> SOURCE MATERIAL
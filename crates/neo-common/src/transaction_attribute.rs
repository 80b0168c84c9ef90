//! Transaction attributes: out-of-band metadata a transaction carries
//! alongside its script, each counted against the signer/attribute budget.

use neo_codec::{Decoder, Encoder, NeoSerializable};
use neo_crypto::Hash256;
use neo_error::CodecError;
use serde::{Deserialize, Serialize};

use crate::oracle_response_code::OracleResponseCode;

const HIGH_PRIORITY: u8 = 0x01;
const ORACLE_RESPONSE: u8 = 0x11;
const NOT_VALID_BEFORE: u8 = 0x20;
const CONFLICTS: u8 = 0x21;

/// A transaction attribute. Each signer/attribute pair is bounded at 16
/// total per transaction.
#[derive(Debug, Clone, PartialEq, Eq, Hash, Serialize, Deserialize)]
pub enum TransactionAttribute {
	/// Requests priority inclusion; at most one per transaction and subject
	/// to a committee-membership check on the sender.
	HighPriority,
	/// An oracle node's response to a prior `OracleRequest`.
	OracleResponse { id: u64, code: OracleResponseCode, result: Vec<u8> },
	/// Rejects the transaction if included before `height`.
	NotValidBefore { height: u32 },
	/// Declares this transaction as conflicting with (invalidating) another.
	Conflicts { hash: Hash256 },
}

impl NeoSerializable for TransactionAttribute {
	fn size(&self) -> usize {
		let mut encoder = Encoder::new();
		self.encode(&mut encoder);
		encoder.len()
	}

	fn encode(&self, encoder: &mut Encoder) {
		match self {
			Self::HighPriority => encoder.write_u8(HIGH_PRIORITY),
			Self::OracleResponse { id, code, result } => {
				encoder.write_u8(ORACLE_RESPONSE);
				encoder.write_u64(*id);
				encoder.write_u8(code.as_u8());
				encoder.write_var_bytes(result);
			}
			Self::NotValidBefore { height } => {
				encoder.write_u8(NOT_VALID_BEFORE);
				encoder.write_u32(*height);
			}
			Self::Conflicts { hash } => {
				encoder.write_u8(CONFLICTS);
				encoder.write_bytes(&hash.to_le_bytes());
			}
		}
	}

	fn decode(decoder: &mut Decoder) -> Result<Self, CodecError> {
		let tag = decoder.read_u8()?;
		match tag {
			HIGH_PRIORITY => Ok(Self::HighPriority),
			ORACLE_RESPONSE => {
				let id = decoder.read_u64()?;
				let code_byte = decoder.read_u8()?;
				let code = OracleResponseCode::from_u8(code_byte).ok_or_else(|| {
					CodecError::UnknownDiscriminant {
						field: "OracleResponseCode".into(),
						value: code_byte as u64,
					}
				})?;
				let result = decoder.read_var_bytes()?;
				Ok(Self::OracleResponse { id, code, result })
			}
			NOT_VALID_BEFORE => Ok(Self::NotValidBefore { height: decoder.read_u32()? }),
			CONFLICTS => {
				let bytes = decoder.read_bytes(32)?;
				let mut hash = [0u8; 32];
				hash.copy_from_slice(&bytes);
				Ok(Self::Conflicts { hash: Hash256::from_le_bytes(hash) })
			}
			other => Err(CodecError::UnknownDiscriminant { field: "TransactionAttribute".into(), value: other as u64 }),
		}
	}
}

#[cfg(test)]
mod tests {
	use super::*;

	#[test]
	fn high_priority_round_trips() {
		let attr = TransactionAttribute::HighPriority;
		let mut encoder = Encoder::new();
		attr.encode(&mut encoder);
		let bytes = encoder.to_bytes();
		assert_eq!(bytes, vec![HIGH_PRIORITY]);
		let mut decoder = Decoder::new(&bytes);
		assert_eq!(TransactionAttribute::decode(&mut decoder).unwrap(), attr);
	}

	#[test]
	fn not_valid_before_round_trips() {
		let attr = TransactionAttribute::NotValidBefore { height: 1234 };
		let mut encoder = Encoder::new();
		attr.encode(&mut encoder);
		let bytes = encoder.to_bytes();
		let mut decoder = Decoder::new(&bytes);
		assert_eq!(TransactionAttribute::decode(&mut decoder).unwrap(), attr);
	}
}
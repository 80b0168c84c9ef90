//! Assembles NeoVM bytecode: opcode emission, typed parameter pushing, and
//! the handful of fixed script shapes (verification, multi-sig,
//! contract-call, iterator-unwrapping) every higher-level caller needs.

use neo_codec::{Encoder, OpCode};
use neo_error::BuilderError;
use neo_types::{ContractParameter, Hash160, ParameterValue};
use num_bigint::BigInt;

use crate::script::interop_service::InteropService;
use crate::transaction::call_flags::CallFlags;

/// A builder for NeoVM scripts: opcodes and their operands, appended in
/// order into an underlying [`Encoder`].
#[derive(Debug, Default)]
pub struct ScriptBuilder {
    encoder: Encoder,
}

impl ScriptBuilder {
    pub fn new() -> Self {
        Self { encoder: Encoder::new() }
    }

    /// Appends a single opcode with no operand.
    pub fn op_code(&mut self, op_code: OpCode) -> &mut Self {
        self.encoder.write_u8(op_code.opcode());
        self
    }

    /// Appends an opcode followed by raw operand bytes, verbatim.
    pub fn op_code_with_arg(&mut self, op_code: OpCode, argument: &[u8]) -> &mut Self {
        self.encoder.write_u8(op_code.opcode());
        self.encoder.write_bytes(argument);
        self
    }

    /// Emits the smallest `PUSHM1..PUSH16`/`PUSHINT8..256` form for `value`.
    pub fn push_integer(&mut self, value: &BigInt) -> &mut Self {
        self.encoder.push_int(value);
        self
    }

    /// Emits `PUSHDATA1/2/4` sized to `data`'s length, followed by `data`.
    pub fn push_data(&mut self, data: &[u8]) -> &mut Self {
        self.encoder.push_data(data);
        self
    }

    /// Emits `PUSHT`/`PUSHF`.
    pub fn push_bool(&mut self, value: bool) -> &mut Self {
        self.encoder.push_bool(value);
        self
    }

    /// Pushes a single contract parameter's value onto the stack.
    pub fn push_param(&mut self, param: &ContractParameter) -> Result<&mut Self, BuilderError> {
        let Some(value) = &param.value else {
            self.op_code(OpCode::PushNull);
            return Ok(self);
        };

        match value {
            ParameterValue::Boolean(b) => {
                self.push_bool(*b);
            }
            ParameterValue::Integer(i) => {
                self.push_integer(i);
            }
            ParameterValue::ByteArray(b) | ParameterValue::Signature(b) | ParameterValue::PublicKey(b) => {
                self.push_data(b);
            }
            ParameterValue::H160(h) => {
                self.push_data(&h.to_le_bytes());
            }
            ParameterValue::H256(h) => {
                self.push_data(&h.to_le_bytes());
            }
            ParameterValue::String(s) => {
                self.push_data(s.as_bytes());
            }
            ParameterValue::Array(items) => {
                self.push_array(items)?;
            }
            ParameterValue::Map(map) => {
                self.push_map(map.to_map().into_iter())?;
            }
        }
        Ok(self)
    }

    /// Pushes each parameter, most-significant last (so the callee sees
    /// them in declaration order once `PACK`ed), then packs them into a
    /// single array.
    pub fn push_params(&mut self, params: &[ContractParameter]) -> Result<&mut Self, BuilderError> {
        for param in params.iter().rev() {
            self.push_param(param)?;
        }
        self.push_integer(&BigInt::from(params.len()));
        self.op_code(OpCode::Pack);
        Ok(self)
    }

    /// Pushes an array of parameters. Empty arrays use the dedicated
    /// `NEWARRAY0` opcode rather than packing zero items.
    pub fn push_array(&mut self, items: &[ContractParameter]) -> Result<&mut Self, BuilderError> {
        if items.is_empty() {
            self.op_code(OpCode::NewArray0);
        } else {
            self.push_params(items)?;
        }
        Ok(self)
    }

    /// Pushes a map of parameters: each entry as `value` then `key`,
    /// followed by the entry count and `PACKMAP`.
    pub fn push_map(
        &mut self,
        entries: impl Iterator<Item = (ContractParameter, ContractParameter)>,
    ) -> Result<&mut Self, BuilderError> {
        let mut count = 0usize;
        for (key, value) in entries {
            self.push_param(&value)?;
            self.push_param(&key)?;
            count += 1;
        }
        self.push_integer(&BigInt::from(count));
        self.op_code(OpCode::PackMap);
        Ok(self)
    }

    /// Appends a `SYSCALL` to the named interop service.
    pub fn sys_call(&mut self, service: InteropService) -> &mut Self {
        self.op_code_with_arg(OpCode::Syscall, &service.hash())
    }

    /// Appends a full `System.Contract.Call` invocation: parameters, call
    /// flags, method name, target hash, then the syscall itself.
    pub fn contract_call(
        &mut self,
        contract_hash: Hash160,
        method: &str,
        params: &[ContractParameter],
        call_flags: CallFlags,
    ) -> Result<&mut Self, BuilderError> {
        if params.is_empty() {
            self.op_code(OpCode::NewArray0);
        } else {
            self.push_params(params)?;
        }
        self.push_integer(&BigInt::from(call_flags.value()));
        self.push_data(method.as_bytes());
        self.push_data(&contract_hash.to_le_bytes());
        self.sys_call(InteropService::SystemContractCall);
        Ok(self)
    }

    /// Appends `PACK`.
    pub fn pack(&mut self) -> &mut Self {
        self.op_code(OpCode::Pack)
    }

    /// Current script length in bytes.
    pub fn len(&self) -> usize {
        self.encoder.len()
    }

    pub fn is_empty(&self) -> bool {
        self.encoder.is_empty()
    }

    /// Consumes the builder, returning the assembled script.
    pub fn to_bytes(self) -> Vec<u8> {
        self.encoder.to_bytes()
    }

    /// Builds a script that calls `method` on `contract_hash`, then drives
    /// the returned iterator to completion (up to `max_items`), collecting
    /// its values into an array left on the stack. Used for contract
    /// methods whose result is too large to return as a plain array.
    pub fn build_contract_call_and_unwrap_iterator(
        contract_hash: Hash160,
        method: &str,
        params: &[ContractParameter],
        max_items: u32,
        call_flags: CallFlags,
    ) -> Result<Vec<u8>, BuilderError> {
        let mut sb = Self::new();
        sb.push_integer(&BigInt::from(max_items));
        sb.contract_call(contract_hash, method, params, call_flags)?;
        sb.op_code(OpCode::NewArray);

        let cycle_start = sb.len();
        sb.op_code(OpCode::Over);
        sb.sys_call(InteropService::SystemIteratorNext);

        let jmp_if_not_at = sb.len();
        sb.op_code_with_arg(OpCode::JmpIf, &[0]);

        sb.op_code(OpCode::Dup).op_code(OpCode::Push2).op_code(OpCode::Pick);
        sb.sys_call(InteropService::SystemIteratorValue);
        sb.op_code(OpCode::Append);

        let jmp_back_offset = (cycle_start as i64 - sb.len() as i64) as i8;
        sb.op_code_with_arg(OpCode::Jmp, &(jmp_back_offset as u8).to_le_bytes());

        let break_at = sb.len();
        let jmp_if_not_offset = (break_at as i64 - jmp_if_not_at as i64) as i8;
        let mut bytes = sb.to_bytes();
        bytes[jmp_if_not_at + 1] = jmp_if_not_offset as u8;

        let mut sb = Self { encoder: Encoder::new() };
        sb.encoder.write_bytes(&bytes);
        sb.op_code(OpCode::Nip).op_code(OpCode::Nip);
        Ok(sb.to_bytes())
    }
}

#[cfg(test)]
mod tests {
    use super::*;
    use neo_crypto::Secp256r1PrivateKey;

    #[test]
    fn push_integer_uses_compact_forms() {
        let mut sb = ScriptBuilder::new();
        sb.push_integer(&BigInt::from(16));
        assert_eq!(sb.to_bytes(), vec![OpCode::Push16.opcode()]);

        let mut sb = ScriptBuilder::new();
        sb.push_integer(&BigInt::from(17));
        assert_eq!(sb.to_bytes(), vec![OpCode::PushInt8.opcode(), 17]);
    }

    #[test]
    fn push_data_chooses_pushdata1_for_short_strings() {
        let mut sb = ScriptBuilder::new();
        sb.push_data(b"hi");
        assert_eq!(sb.to_bytes(), vec![OpCode::PushData1.opcode(), 2, b'h', b'i']);
    }

    #[test]
    fn empty_array_uses_newarray0() {
        let mut sb = ScriptBuilder::new();
        sb.push_array(&[]).unwrap();
        assert_eq!(sb.to_bytes(), vec![OpCode::NewArray0.opcode()]);
    }

    #[test]
    fn contract_call_appends_syscall_hash() {
        let hash = Hash160::ZERO;
        let mut sb = ScriptBuilder::new();
        sb.contract_call(hash, "transfer", &[], CallFlags::ALL).unwrap();
        let bytes = sb.to_bytes();
        assert_eq!(&bytes[bytes.len() - 5..], &[
            OpCode::Syscall.opcode(),
            InteropService::SystemContractCall.hash()[0],
            InteropService::SystemContractCall.hash()[1],
            InteropService::SystemContractCall.hash()[2],
            InteropService::SystemContractCall.hash()[3],
        ]);
    }

    #[test]
    fn push_param_any_emits_pushnull() {
        let mut sb = ScriptBuilder::new();
        sb.push_param(&ContractParameter::any()).unwrap();
        assert_eq!(sb.to_bytes(), vec![OpCode::PushNull.opcode()]);
    }

    #[test]
    fn push_param_hash160_pushes_little_endian_bytes() {
        let private = Secp256r1PrivateKey::random();
        let hash = Hash160::from_script(&neo_crypto::build_verification_script(&private.to_public_key()));
        let mut sb = ScriptBuilder::new();
        sb.push_param(&ContractParameter::hash160(hash)).unwrap();
        let bytes = sb.to_bytes();
        assert_eq!(bytes[0], OpCode::PushData1.opcode());
        assert_eq!(bytes[1], 20);
        assert_eq!(&bytes[2..22], &hash.to_le_bytes());
    }
}
//! The pragma map: compiler-owned knowledge of what each annotated
//! symbol means, keyed by the fully qualified symbol the annotation sat
//! on (§9 design notes — "Annotations" become pragma-map entries with an
//! enumerated effect schema).

use std::collections::HashMap;

use neo_codec::OpCode;
use neo_types::Hash160;

/// A raw instruction `@Instruction` inlines: an opcode plus its literal
/// operand bytes, emitted verbatim in place of a call.
#[derive(Debug, Clone, PartialEq, Eq)]
pub struct RawOpcode {
    pub op_code: OpCode,
    pub operand: Vec<u8>,
}

/// The effect of one pragma-mapped symbol.
#[derive(Debug, Clone, PartialEq, Eq)]
pub enum PragmaEffect {
    /// `@Syscall("System.Runtime.CheckWitness")`: emit `SYSCALL` with
    /// this service's hash in place of a call.
    Syscall(String),
    /// `@Instruction(...)`: emit these opcodes verbatim.
    Opcodes(Vec<RawOpcode>),
    /// `@ContractHash`: calls to this class's methods compile to a
    /// dynamic `System.Contract.Call` against the given script hash.
    ContractCall(Hash160),
    /// `@OnVerification`/explicit ABI name override: export this symbol
    /// under `name` regardless of its declared visibility.
    Export { name: String },
    /// A storage-backed static field with an explicit slot override
    /// (rather than the compiler's own sequential assignment).
    StorageSlot(u8),
}

/// Maps fully qualified symbols (`"Contract.transfer"`,
/// `"Contract.totalSupply"`, a static field's qualified name, ...) to
/// their pragma effect.
#[derive(Debug, Clone, Default)]
pub struct PragmaMap {
    entries: HashMap<String, PragmaEffect>,
}

impl PragmaMap {
    pub fn new() -> Self {
        Self { entries: HashMap::new() }
    }

    pub fn insert(&mut self, symbol: impl Into<String>, effect: PragmaEffect) -> &mut Self {
        self.entries.insert(symbol.into(), effect);
        self
    }

    pub fn get(&self, symbol: &str) -> Option<&PragmaEffect> {
        self.entries.get(symbol)
    }
}

#[cfg(test)]
mod tests {
    use super::*;

    #[test]
    fn looks_up_by_symbol() {
        let mut pragmas = PragmaMap::new();
        pragmas.insert("Contract.checkWitness", PragmaEffect::Syscall("System.Runtime.CheckWitness".into()));

        assert_eq!(
            pragmas.get("Contract.checkWitness"),
            Some(&PragmaEffect::Syscall("System.Runtime.CheckWitness".into()))
        );
        assert_eq!(pragmas.get("Contract.other"), None);
    }
}
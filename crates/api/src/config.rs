//! API server configuration loaded from environment variables.
//!
//! # Environment Variables
//!
//! All variables are optional.
//!
//! - `CATALOG_HOST` - Bind address (default: 127.0.0.1)
//! - `CATALOG_PORT` - Listen port (default: 3001)
//! - `CATALOG_DATA_DIR` - Directory holding the fixture JSON files (default: initial-data)
//! - `SENTRY_DSN` - Sentry error tracking DSN
//! - `SENTRY_ENVIRONMENT` - Sentry environment name

use std::net::{IpAddr, SocketAddr};
use std::path::PathBuf;

use thiserror::Error;

const DEFAULT_HOST: &str = "127.0.0.1";
const DEFAULT_PORT: &str = "3001";
const DEFAULT_DATA_DIR: &str = "initial-data";

/// Configuration errors that can occur during loading.
#[derive(Debug, Error)]
pub enum ConfigError {
    #[error("Invalid environment variable {0}: {1}")]
    InvalidEnvVar(String, String),
}

/// API server configuration.
#[derive(Debug, Clone)]
pub struct ApiConfig {
    /// IP address to bind the server to
    pub host: IpAddr,
    /// Port to listen on
    pub port: u16,
    /// Directory containing `products.json`, `brands.json` and `users.json`
    pub data_dir: PathBuf,
    /// Sentry DSN for error tracking
    pub sentry_dsn: Option<String>,
    /// Sentry environment (e.g., "development", "staging")
    pub sentry_environment: Option<String>,
}

impl ApiConfig {
    /// Load configuration from environment variables.
    ///
    /// Calls `dotenvy::dotenv()` to load from `.env` file if present.
    ///
    /// # Errors
    ///
    /// Returns `ConfigError` if a variable is set to an unparsable value.
    pub fn from_env() -> Result<Self, ConfigError> {
        // Load .env file if present (ignore errors if not found)
        let _ = dotenvy::dotenv();

        Self::from_lookup(|key| std::env::var(key).ok())
    }

    /// Build configuration from an arbitrary variable lookup.
    ///
    /// # Errors
    ///
    /// Returns `ConfigError` if a variable is set to an unparsable value.
    pub fn from_lookup(lookup: impl Fn(&str) -> Option<String>) -> Result<Self, ConfigError> {
        let host = get_or_default(&lookup, "CATALOG_HOST", DEFAULT_HOST)
            .parse::<IpAddr>()
            .map_err(|e| ConfigError::InvalidEnvVar("CATALOG_HOST".to_string(), e.to_string()))?;
        let port = get_or_default(&lookup, "CATALOG_PORT", DEFAULT_PORT)
            .parse::<u16>()
            .map_err(|e| ConfigError::InvalidEnvVar("CATALOG_PORT".to_string(), e.to_string()))?;
        let data_dir = PathBuf::from(get_or_default(&lookup, "CATALOG_DATA_DIR", DEFAULT_DATA_DIR));

        Ok(Self {
            host,
            port,
            data_dir,
            sentry_dsn: get_optional(&lookup, "SENTRY_DSN"),
            sentry_environment: get_optional(&lookup, "SENTRY_ENVIRONMENT"),
        })
    }

    /// Returns the socket address for binding the server.
    #[must_use]
    pub const fn socket_addr(&self) -> SocketAddr {
        SocketAddr::new(self.host, self.port)
    }
}

impl Default for ApiConfig {
    fn default() -> Self {
        Self {
            host: IpAddr::from([127, 0, 0, 1]),
            port: 3001,
            data_dir: PathBuf::from(DEFAULT_DATA_DIR),
            sentry_dsn: None,
            sentry_environment: None,
        }
    }
}

// =============================================================================
// Helper Functions
// =============================================================================

/// Get an optional variable, treating empty values as unset.
fn get_optional(lookup: &impl Fn(&str) -> Option<String>, key: &str) -> Option<String> {
    lookup(key).filter(|value| !value.is_empty())
}

/// Get a variable with a default value.
fn get_or_default(lookup: &impl Fn(&str) -> Option<String>, key: &str, default: &str) -> String {
    get_optional(lookup, key).unwrap_or_else(|| default.to_string())
}

#[cfg(test)]
#[allow(clippy::unwrap_used)]
mod tests {
    use std::collections::HashMap;

    use super::*;

    fn load(vars: &[(&str, &str)]) -> Result<ApiConfig, ConfigError> {
        let vars: HashMap<String, String> = vars
            .iter()
            .map(|(k, v)| ((*k).to_string(), (*v).to_string()))
            .collect();
        ApiConfig::from_lookup(|key| vars.get(key).cloned())
    }

    #[test]
    fn test_defaults() {
        let config = load(&[]).unwrap();
        assert_eq!(config.socket_addr().to_string(), "127.0.0.1:3001");
        assert_eq!(config.data_dir, PathBuf::from("initial-data"));
        assert!(config.sentry_dsn.is_none());
    }

    #[test]
    fn test_default_impl_matches_empty_env() {
        let from_env = load(&[]).unwrap();
        let default = ApiConfig::default();
        assert_eq!(from_env.socket_addr(), default.socket_addr());
        assert_eq!(from_env.data_dir, default.data_dir);
    }

    #[test]
    fn test_overrides() {
        let config = load(&[
            ("CATALOG_HOST", "0.0.0.0"),
            ("CATALOG_PORT", "8080"),
            ("CATALOG_DATA_DIR", "/srv/fixtures"),
            ("SENTRY_DSN", "https://key@sentry.example.com/1"),
        ])
        .unwrap();

        assert_eq!(config.socket_addr().to_string(), "0.0.0.0:8080");
        assert_eq!(config.data_dir, PathBuf::from("/srv/fixtures"));
        assert_eq!(
            config.sentry_dsn.as_deref(),
            Some("https://key@sentry.example.com/1")
        );
    }

    #[test]
    fn test_empty_sentry_dsn_is_unset() {
        let config = load(&[("SENTRY_DSN", "")]).unwrap();
        assert!(config.sentry_dsn.is_none());
    }

    #[test]
    fn test_invalid_port() {
        let err = load(&[("CATALOG_PORT", "70000")]).unwrap_err();
        assert!(matches!(err, ConfigError::InvalidEnvVar(ref key, _) if key == "CATALOG_PORT"));
    }

    #[test]
    fn test_invalid_host() {
        let err = load(&[("CATALOG_HOST", "localhost")]).unwrap_err();
        assert!(matches!(err, ConfigError::InvalidEnvVar(ref key, _) if key == "CATALOG_HOST"));
    }
}
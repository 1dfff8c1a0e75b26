//! Unified error handling.
//!
//! Provides a unified `AppError` type for route handlers. All handlers that
//! can fail return `Result<T, AppError>`.
//!
//! Error responses carry only a status code and an empty body. The reason is
//! sent as the HTTP/1.1 status-line reason phrase and logged.

use axum::{
    http::StatusCode,
    response::{IntoResponse, Response},
};
use hyper::ext::ReasonPhrase;
use thiserror::Error;

use crate::services::auth::AuthError;

/// Application-level error type for the API.
#[derive(Debug, Error)]
pub enum AppError {
    /// Login failed.
    #[error("Auth error: {0}")]
    Auth(#[from] AuthError),

    /// Resource not found.
    #[error("Not found: {0}")]
    NotFound(String),

    /// Bad request from client.
    #[error("Bad request: {0}")]
    BadRequest(String),
}

impl AppError {
    /// HTTP status for this error.
    #[must_use]
    pub const fn status(&self) -> StatusCode {
        match self {
            Self::Auth(AuthError::MissingCredentials) | Self::BadRequest(_) => {
                StatusCode::BAD_REQUEST
            }
            Self::Auth(AuthError::InvalidCredentials) => StatusCode::UNAUTHORIZED,
            Self::NotFound(_) => StatusCode::NOT_FOUND,
        }
    }

    /// Client-facing reason phrase for this error.
    #[must_use]
    pub fn reason(&self) -> &str {
        match self {
            Self::Auth(AuthError::MissingCredentials) => "Must provide username and password",
            Self::Auth(AuthError::InvalidCredentials) => "username or password not found",
            Self::NotFound(reason) | Self::BadRequest(reason) => reason,
        }
    }
}

impl IntoResponse for AppError {
    fn into_response(self) -> Response {
        let status = self.status();
        tracing::debug!(
            status = status.as_u16(),
            reason = self.reason(),
            "Request rejected"
        );

        let mut response = status.into_response();
        // Phrases with bytes not allowed on a status line fall back to the default.
        if let Ok(phrase) = ReasonPhrase::try_from(self.reason().as_bytes()) {
            response.extensions_mut().insert(phrase);
        }
        response
    }
}

/// Result type alias for `AppError`.
pub type Result<T> = std::result::Result<T, AppError>;
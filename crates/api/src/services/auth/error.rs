//! Authentication error types.

use thiserror::Error;

/// Errors that can occur during login.
#[derive(Debug, Error)]
pub enum AuthError {
    /// Username or password missing or empty.
    #[error("missing username or password")]
    MissingCredentials,

    /// No user with this username/password pair.
    #[error("invalid credentials")]
    InvalidCredentials,
}
//! Router assembly.

use axum::{Router, routing::get};
use tower::ServiceBuilder;
use tower_http::trace::{DefaultOnResponse, OnResponse, TraceLayer};
use tracing::Span;

use crate::routes;
use crate::state::AppState;

/// Build the application router with request tracing.
///
/// Error tracking layers are added by the binary, not here, so tests can
/// serve this router without a Sentry client.
pub fn app(state: AppState) -> Router {
    Router::new()
        .route("/health", get(health))
        .merge(routes::routes())
        .layer(
            ServiceBuilder::new().layer(
                TraceLayer::new_for_http()
                    .make_span_with(|request: &axum::http::Request<_>| {
                        tracing::info_span!(
                            "http_request",
                            method = %request.method(),
                            uri = %request.uri(),
                            status = tracing::field::Empty,
                            latency_ms = tracing::field::Empty,
                        )
                    })
                    .on_response(
                        |response: &axum::http::Response<_>,
                         latency: std::time::Duration,
                         span: &Span| {
                            span.record("status", response.status().as_u16());
                            span.record(
                                "latency_ms",
                                u64::try_from(latency.as_millis()).unwrap_or(u64::MAX),
                            );
                            DefaultOnResponse::default().on_response(response, latency, span);
                        },
                    ),
            ),
        )
        .with_state(state)
}

/// Liveness health check endpoint.
///
/// Returns "ok" if the server is running. Does not check the catalog.
async fn health() -> &'static str {
    "ok"
}
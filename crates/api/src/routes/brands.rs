//! Brand route handlers.

use axum::{
    Json,
    extract::{Path, State},
};
use tracing::instrument;

use catalog_mock_core::{Brand, BrandId, Product};

use crate::error::{AppError, Result};
use crate::state::AppState;

const BRAND_NOT_FOUND: &str = "no brand with that id found";

/// List all brands.
///
/// # Route
///
/// `GET /v1/brands`
#[instrument(skip(state))]
pub async fn index(State(state): State<AppState>) -> Json<Vec<Brand>> {
    Json(state.catalog().brands().read().await.all().to_vec())
}

/// List the products of one brand.
///
/// The brand ID is taken as raw text so that an unparsable ID is reported
/// the same way as an unknown one (404) rather than as a bad request.
///
/// # Errors
///
/// Returns `AppError::NotFound` if no brand has this ID.
///
/// # Route
///
/// `GET /v1/brands/{brandId}/products`
#[instrument(skip(state))]
pub async fn products(
    State(state): State<AppState>,
    Path(brand_id): Path<String>,
) -> Result<Json<Vec<Product>>> {
    let brand_id = brand_id
        .parse::<BrandId>()
        .map_err(|_| AppError::NotFound(BRAND_NOT_FOUND.to_string()))?;

    let brand_id = state
        .catalog()
        .brands()
        .read()
        .await
        .get(brand_id)
        .map(|brand| brand.id)
        .ok_or_else(|| AppError::NotFound(BRAND_NOT_FOUND.to_string()))?;

    let products = state
        .catalog()
        .products()
        .read()
        .await
        .all()
        .iter()
        .filter(|product| product.belongs_to(brand_id))
        .cloned()
        .collect();

    Ok(Json(products))
}
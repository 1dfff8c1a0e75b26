//! Core types for the catalog mock.
//!
//! This module provides type-safe wrappers for IDs and prices, plus the
//! catalog entities built on them.

pub mod brand;
pub mod id;
pub mod price;
pub mod product;
pub mod token;
pub mod user;

pub use brand::{Brand, NewBrand};
pub use id::{BrandId, IdAllocator, ParseIdError, ProductId, TokenId, UserId};
pub use price::Price;
pub use product::{NewProduct, Product};
pub use token::{NewToken, Token};
pub use user::{Login, NewUser, User};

> TASK DETAILS
Using the entries above, repeat only the lines from the one containing "other => Err(CodecError::UnknownDiscriminant" through the one containing "use num_bigint::BigInt;", end lines included.

> EXPECTED ANSWER
			other => Err(CodecError::UnknownDiscriminant { field: "TransactionAttribute".into(), value: other as u64 }),
		}
	}
}

#[cfg(test)]
mod tests {
	use super::*;

	#[test]
	fn high_priority_round_trips() {
		let attr = TransactionAttribute::HighPriority;
		let mut encoder = Encoder::new();
		attr.encode(&mut encoder);
		let bytes = encoder.to_bytes();
		assert_eq!(bytes, vec![HIGH_PRIORITY]);
		let mut decoder = Decoder::new(&bytes);
		assert_eq!(TransactionAttribute::decode(&mut decoder).unwrap(), attr);
	}

	#[test]
	fn not_valid_before_round_trips() {
		let attr = TransactionAttribute::NotValidBefore { height: 1234 };
		let mut encoder = Encoder::new();
		attr.encode(&mut encoder);
		let bytes = encoder.to_bytes();
		let mut decoder = Decoder::new(&bytes);
		assert_eq!(TransactionAttribute::decode(&mut decoder).unwrap(), attr);
	}
}
repository 80b0168c84c9ef90
//! Assembles NeoVM bytecode: opcode emission, typed parameter pushing, and
//! the handful of fixed script shapes (verification, multi-sig,
//! contract-call, iterator-unwrapping) every higher-level caller needs.

use neo_codec::{Encoder, OpCode};
use neo_error::BuilderError;
use neo_types::{ContractParameter, Hash160, ParameterValue};
use num_bigint::BigInt;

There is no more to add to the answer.